Sometimes, to design the future, we need to take a break and look back.

The last few years have radically transformed the way many people experience the office: the pandemic, together with a generational change and a greater sustainability awareness, have changed habits and created new needs. The workplace can only adapt to this constant evolution.

These assumptions are the reason behind the renewed interest in a psychological theory that dates back to the mid-twentieth century (1943 to be exact), and which still today serves as an important guideline in many different areas.

We speak of Abraham Maslow’s Pyramid of Needs, a motivational model of human development that has been widely exploited in management training and – more generally – in work psychology.

Its principles, as anticipated, can be applied to the entire professional sphere and are increasingly being used as a roadmap for the design of spaces. These are, of course, just general guidelines, but they can lay the foundations for a more in-depth analysis of various environments.

How to use the pyramid of needs for office planning

Maslow’s pyramid of needs is based on five levels, the so-called “motivational levers” of an individual. At the base we find the basic and unavoidable needs, while at the top we find the ultimate goal: personal fulfillment.

1.   Physiological needs

The basic needs, when we talk about the office, are quite obvious: they include light, temperature, air quality, noise, toilet proximity, space accessibility and the availability of a comfortable workstation (starting with one’s chair!).

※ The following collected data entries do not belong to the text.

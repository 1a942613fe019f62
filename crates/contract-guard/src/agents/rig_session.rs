//! rig-backed Gemini implementation of [`CompletionClient`].

use async_trait::async_trait;
use rig::agent::Agent;
use rig::client::CompletionClient as _;
use rig::completion::{Chat, Message};
use rig::providers::gemini;

use super::session::{CompletionClient, Turn};
use crate::errors::{is_error_reply, CompletionError};

/// Type alias for agents built from the Gemini provider.
pub type GeminiAgent = Agent<gemini::completion::CompletionModel>;

/// Build a Gemini agent with `preamble` sent as its system instruction.
pub fn build_persona_agent(
    client: &gemini::Client,
    model: &str,
    name: &str,
    preamble: &str,
) -> GeminiAgent {
    client.agent(model).name(name).preamble(preamble).build()
}

/// One persona's Gemini chat session.
pub struct GeminiSession {
    agent: GeminiAgent,
}

impl GeminiSession {
    pub fn new(agent: GeminiAgent) -> Self {
        Self { agent }
    }
}

#[async_trait]
impl CompletionClient for GeminiSession {
    async fn send(&self, prompt: &str, history: &[Turn]) -> Result<String, CompletionError> {
        self.agent
            .chat(prompt.to_string(), history_messages(history))
            .await
            .map_err(|e| CompletionError::from_provider_message(e.to_string()))
    }
}

/// Replay prior turns as chat history. Turns that failed are left out, so
/// the provider only sees exchanges that actually happened.
pub(crate) fn history_messages(turns: &[Turn]) -> Vec<Message> {
    turns
        .iter()
        .filter(|turn| !is_error_reply(&turn.response))
        .flat_map(|turn| {
            [
                Message::user(turn.prompt.clone()),
                Message::assistant(turn.response.clone()),
            ]
        })
        .collect()
}
//! Persona preambles, the policy playbook, and per-stage prompt builders.
//!
//! Prompt versioning: bump `PROMPT_VERSION` whenever a preamble or the
//! playbook changes so logged runs can be tied back to the wording used.

/// Prompt version. Bump on any preamble or playbook change.
pub const PROMPT_VERSION: &str = "1.0.0";

/// House policy the compliance officer audits against.
pub const POLICY_PLAYBOOK: &str = "\
POLICY RULES:
1. Payment: Must be Net-30 or Net-45. (Net-90 is a VIOLATION).
2. Liability: Must be at least $10,000. ($100 is a VIOLATION).
3. Jurisdiction: Must be USA. (Antarctica is a VIOLATION).";

pub const ANALYST_PREAMBLE: &str = "You are a Legal Analyst. Extract clauses verbatim.";

pub const NEGOTIATOR_PREAMBLE: &str = "You are a Legal Negotiator. Draft redlines and emails.";

/// Compliance preamble with the playbook embedded.
pub fn compliance_preamble(playbook: &str) -> String {
    format!("You are a Compliance Officer. Auditing against:\n{playbook}")
}

/// Stage 1: ask the analyst for the three clause categories.
pub fn extraction_prompt(raw_text: &str) -> String {
    format!("Extract Payment, Liability, and Jurisdiction clauses:\n{raw_text}")
}

/// Stage 2: ask the compliance officer to audit the extracted clauses.
pub fn audit_prompt(extracted_clauses: &str) -> String {
    format!("Audit these clauses:\n{extracted_clauses}")
}

/// Stage 3: ask the negotiator for redlines and a cover email.
pub fn negotiation_prompt(audit_report: &str) -> String {
    format!("Violations found:\n{audit_report}\n\n1. Redline the clauses.\n2. Draft an email.")
}
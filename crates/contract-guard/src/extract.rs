//! Contract text sources.

use std::path::Path;

use lopdf::Document;
use tracing::{debug, warn};

use crate::errors::ExtractionError;

/// Supplies the plain text of a contract document.
#[cfg_attr(test, mockall::automock)]
pub trait TextSource: Send + Sync {
    fn extract(&self, path: &Path) -> Result<String, ExtractionError>;
}

/// Like [`TextSource::extract`], but a failure becomes a diagnostic string.
pub fn extract_or_diagnostic(source: &dyn TextSource, path: &Path) -> String {
    match source.extract(path) {
        Ok(text) => text,
        Err(e) => {
            warn!(path = %path.display(), error = %e, "text extraction failed");
            e.diagnostic()
        }
    }
}

/// Extracts text page by page with lopdf.
#[derive(Debug, Default, Clone, Copy)]
pub struct PdfTextSource;

impl TextSource for PdfTextSource {
    fn extract(&self, path: &Path) -> Result<String, ExtractionError> {
        if !path.exists() {
            return Err(ExtractionError::NotFound(path.to_path_buf()));
        }
        let doc = Document::load(path)?;

        let mut text = String::new();
        for page_number in doc.get_pages().keys() {
            text.push_str(&doc.extract_text(&[*page_number])?);
            text.push('\n');
        }
        debug!(path = %path.display(), chars = text.len(), "extracted pdf text");
        Ok(text)
    }
}

/// Reads UTF-8 text files as-is.
#[derive(Debug, Default, Clone, Copy)]
pub struct PlainTextSource;

impl TextSource for PlainTextSource {
    fn extract(&self, path: &Path) -> Result<String, ExtractionError> {
        if !path.exists() {
            return Err(ExtractionError::NotFound(path.to_path_buf()));
        }
        Ok(std::fs::read_to_string(path)?)
    }
}

/// Pick a source by file extension: `.txt` and `.md` are read as text,
/// everything else as PDF.
pub fn source_for_path(path: &Path) -> Box<dyn TextSource> {
    let ext = path
        .extension()
        .and_then(|e| e.to_str())
        .map(str::to_ascii_lowercase);
    match ext.as_deref() {
        Some("txt") | Some("md") => Box::new(PlainTextSource),
        _ => Box::new(PdfTextSource),
    }
}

Taking this a step further, this category also considers refreshment areas and all technologies that are available to employees in order to make their workflow more efficient.

The approach is the same as the one used in the regenerative workspace design: it starts by listening to people’s needs and is implemented through the choice of furniture and the development of workspaces.

2.   Safety

People need to feel safe while working, so the first step is to create environments in line with all legal requirements. In this particular historical period, it’s also necessary to consider all the pandemic related needs: social distancing, the presence of sanitising gel in most environments and the possible need for partition screens between desks.

3.   Belongingness

The desire for acceptance, the need to feel part of a community and the sense of belonging can take different forms when we talk about the office. Diversity and inclusion are now part of the DNA of many companies and have as much influence on human resources management as on space design. Relational needs can be further satisfied by designing collective environments in line with the company’s business: from indoor lounge areas to public company spaces that can be booked for events or used as co-working spaces.

4.   Esteem

Feeling appreciated makes you work better and want to improve further. This appreciation must obviously originate from people, but it can also be demonstrated through design: the executive office can be nothing but the ultimate expression of this.

5.   Self-actualization

Feeling professionally fulfilled must come from within: this is a personal goal that the company can only support. In terms of design, some companies may want to help employee fulfilment by developing training and educational spaces, while others may want to develop environments where people can express their creative talents. The general requirement is flexibility, in order to allow the office to be reconfigured on a daily basis according to individual needs.

We can generally summarise all of these points in a single thought: designing for people means listening to their needs, in order to meet them to the best of the company’s ability.